◆ **Records for the task**:
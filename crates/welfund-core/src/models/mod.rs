use std::{fmt::Display, str::FromStr, sync::Arc};

use rust_decimal::Decimal;
use serde::{Deserialize, Serialize};
use thiserror::Error;
use time::OffsetDateTime;
use uuid::Uuid;

use crate::error::LedgerError;

pub mod loan;
pub mod read;
pub mod write;

/// Returned when a stored or submitted label does not name a known variant.
#[derive(Debug, Clone, PartialEq, Eq, Error)]
#[error("unrecognized {what}: '{value}'")]
pub struct UnknownVariant {
    pub what: &'static str,
    pub value: String,
}

impl UnknownVariant {
    pub fn new(what: &'static str, value: &str) -> Self {
        Self {
            what,
            value: value.to_string(),
        }
    }
}

#[derive(Debug, Clone, Copy, PartialEq, Eq, Hash, Serialize, Deserialize)]
#[serde(rename_all = "snake_case")]
pub enum TransactionKind {
    Contribution,
    Disbursement,
    LoanDisbursement,
    LoanRepayment,
    Penalty,
    Expense,
    Interest,
    WriteOff,
}

impl TransactionKind {
    pub const ALL: [TransactionKind; 8] = [
        TransactionKind::Contribution,
        TransactionKind::Disbursement,
        TransactionKind::LoanDisbursement,
        TransactionKind::LoanRepayment,
        TransactionKind::Penalty,
        TransactionKind::Expense,
        TransactionKind::Interest,
        TransactionKind::WriteOff,
    ];

    pub fn as_str(&self) -> &'static str {
        match self {
            TransactionKind::Contribution => "contribution",
            TransactionKind::Disbursement => "disbursement",
            TransactionKind::LoanDisbursement => "loan_disbursement",
            TransactionKind::LoanRepayment => "loan_repayment",
            TransactionKind::Penalty => "penalty",
            TransactionKind::Expense => "expense",
            TransactionKind::Interest => "interest",
            TransactionKind::WriteOff => "write_off",
        }
    }

    /// Parses a kind submitted by a caller, failing with `InvalidTransactionKind`.
    pub fn parse(value: &str) -> Result<Self, LedgerError> {
        value
            .parse()
            .map_err(|e: UnknownVariant| LedgerError::InvalidTransactionKind(e.value))
    }
}

impl FromStr for TransactionKind {
    type Err = UnknownVariant;

    fn from_str(s: &str) -> Result<Self, Self::Err> {
        match s.trim().to_ascii_lowercase().replace('-', "_").as_str() {
            "contribution" => Ok(TransactionKind::Contribution),
            "disbursement" => Ok(TransactionKind::Disbursement),
            "loan_disbursement" | "loan" => Ok(TransactionKind::LoanDisbursement),
            "loan_repayment" | "repayment" => Ok(TransactionKind::LoanRepayment),
            "penalty" => Ok(TransactionKind::Penalty),
            "expense" => Ok(TransactionKind::Expense),
            "interest" | "interest_earned" => Ok(TransactionKind::Interest),
            "write_off" | "writeoff" => Ok(TransactionKind::WriteOff),
            _ => Err(UnknownVariant::new("transaction kind", s)),
        }
    }
}

impl Display for TransactionKind {
    fn fmt(&self, f: &mut std::fmt::Formatter<'_>) -> std::fmt::Result {
        f.write_str(self.as_str())
    }
}

/// Whether money moves into (credit) or out of (debit) a fund.
#[derive(Debug, Clone, Copy, PartialEq, Eq, Hash, Serialize, Deserialize)]
#[serde(rename_all = "snake_case")]
pub enum Direction {
    Credit,
    Debit,
}

impl Direction {
    pub fn from_credit_flag(is_credit: bool) -> Self {
        if is_credit {
            Direction::Credit
        } else {
            Direction::Debit
        }
    }

    pub fn is_credit(&self) -> bool {
        matches!(self, Direction::Credit)
    }

    pub fn opposite(&self) -> Self {
        match self {
            Direction::Credit => Direction::Debit,
            Direction::Debit => Direction::Credit,
        }
    }

    /// Applies the direction to an unsigned amount: credits add, debits subtract.
    pub fn signed(&self, amount: Decimal) -> Decimal {
        match self {
            Direction::Credit => amount,
            Direction::Debit => -amount,
        }
    }
}

impl Display for Direction {
    fn fmt(&self, f: &mut std::fmt::Formatter<'_>) -> std::fmt::Result {
        match self {
            Direction::Credit => f.write_str("credit"),
            Direction::Debit => f.write_str("debit"),
        }
    }
}

/// The source record a ledger entry was recorded for.
#[derive(Debug, Clone, PartialEq, Eq, Hash, Serialize, Deserialize)]
#[serde(tag = "type", content = "id", rename_all = "snake_case")]
pub enum EntryReference {
    Contribution(Arc<str>),
    Loan(Arc<str>),
    Repayment(Arc<str>),
    EmergencyCase(Arc<str>),
    /// The entry this one offsets.
    Entry(Uuid),
}

impl EntryReference {
    pub fn type_str(&self) -> &'static str {
        match self {
            EntryReference::Contribution(_) => "contribution",
            EntryReference::Loan(_) => "loan",
            EntryReference::Repayment(_) => "repayment",
            EntryReference::EmergencyCase(_) => "emergency_case",
            EntryReference::Entry(_) => "entry",
        }
    }

    pub fn id_string(&self) -> String {
        match self {
            EntryReference::Contribution(id)
            | EntryReference::Loan(id)
            | EntryReference::Repayment(id)
            | EntryReference::EmergencyCase(id) => id.to_string(),
            EntryReference::Entry(id) => id.to_string(),
        }
    }

    /// Rebuilds a reference from the two columns a backend stores it in.
    pub fn from_parts(ref_type: &str, id: &str) -> Result<Self, UnknownVariant> {
        match ref_type {
            "contribution" => Ok(EntryReference::Contribution(Arc::from(id))),
            "loan" => Ok(EntryReference::Loan(Arc::from(id))),
            "repayment" => Ok(EntryReference::Repayment(Arc::from(id))),
            "emergency_case" => Ok(EntryReference::EmergencyCase(Arc::from(id))),
            "entry" => Uuid::parse_str(id)
                .map(EntryReference::Entry)
                .map_err(|_| UnknownVariant::new("entry reference id", id)),
            _ => Err(UnknownVariant::new("entry reference type", ref_type)),
        }
    }
}

#[derive(Debug, Clone, Copy, PartialEq, Eq, Hash, Serialize, Deserialize)]
#[serde(rename_all = "snake_case")]
pub enum FundKind {
    Welfare,
    LoanKitty,
    Other,
}

impl FundKind {
    pub fn as_str(&self) -> &'static str {
        match self {
            FundKind::Welfare => "welfare",
            FundKind::LoanKitty => "loan_kitty",
            FundKind::Other => "other",
        }
    }
}

impl FromStr for FundKind {
    type Err = UnknownVariant;

    fn from_str(s: &str) -> Result<Self, Self::Err> {
        match s {
            "welfare" => Ok(FundKind::Welfare),
            "loan_kitty" => Ok(FundKind::LoanKitty),
            "other" => Ok(FundKind::Other),
            _ => Err(UnknownVariant::new("fund kind", s)),
        }
    }
}

/// A named pool of money whose balance is the net of its ledger entries.
#[derive(Debug, Clone, PartialEq, Serialize, Deserialize)]
pub struct Fund {
    pub id: Arc<str>,
    pub name: Arc<str>,
    pub kind: FundKind,
    #[serde(with = "time::serde::rfc3339")]
    pub created_at: OffsetDateTime,
}

#[cfg(test)]
mod tests {
    use super::*;

    #[test]
    fn test_kind_parses_canonical_names() {
        for kind in TransactionKind::ALL {
            assert_eq!(kind.as_str().parse::<TransactionKind>().unwrap(), kind);
        }
    }

    #[test]
    fn test_kind_accepts_legacy_aliases() {
        assert_eq!(TransactionKind::parse("loan").unwrap(), TransactionKind::LoanDisbursement);
        assert_eq!(TransactionKind::parse("repayment").unwrap(), TransactionKind::LoanRepayment);
        assert_eq!(TransactionKind::parse("interest_earned").unwrap(), TransactionKind::Interest);
        assert_eq!(TransactionKind::parse("writeoff").unwrap(), TransactionKind::WriteOff);
        assert_eq!(TransactionKind::parse("Loan-Repayment").unwrap(), TransactionKind::LoanRepayment);
    }

    #[test]
    fn test_unknown_kind_is_rejected() {
        match TransactionKind::parse("lottery") {
            Err(LedgerError::InvalidTransactionKind(k)) => assert_eq!(k, "lottery"),
            other => panic!("Expected InvalidTransactionKind, got {:?}", other),
        }
    }

    #[test]
    fn test_direction_sign() {
        let amt = Decimal::from(250);
        assert_eq!(Direction::Credit.signed(amt), amt);
        assert_eq!(Direction::Debit.signed(amt), -amt);
        assert_eq!(Direction::from_credit_flag(false).opposite(), Direction::Credit);
    }

    #[test]
    fn test_reference_parts_roundtrip() {
        let id = Uuid::new_v4();
        let r = EntryReference::Entry(id);
        assert_eq!(EntryReference::from_parts(r.type_str(), &r.id_string()).unwrap(), r);
        assert!(EntryReference::from_parts("invoice", "1").is_err());
    }
}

◆ **To do**: Which lines above run from the one containing "matches!(self, Direction::Credit)" to the one containing "impl Display for Direction"? Give them again exactly, both ends included.

◆ **Solution to this problem**:
        matches!(self, Direction::Credit)
    }

    pub fn opposite(&self) -> Self {
        match self {
            Direction::Credit => Direction::Debit,
            Direction::Debit => Direction::Credit,
        }
    }

    /// Applies the direction to an unsigned amount: credits add, debits subtract.
    pub fn signed(&self, amount: Decimal) -> Decimal {
        match self {
            Direction::Credit => amount,
            Direction::Debit => -amount,
        }
    }
}

impl Display for Direction {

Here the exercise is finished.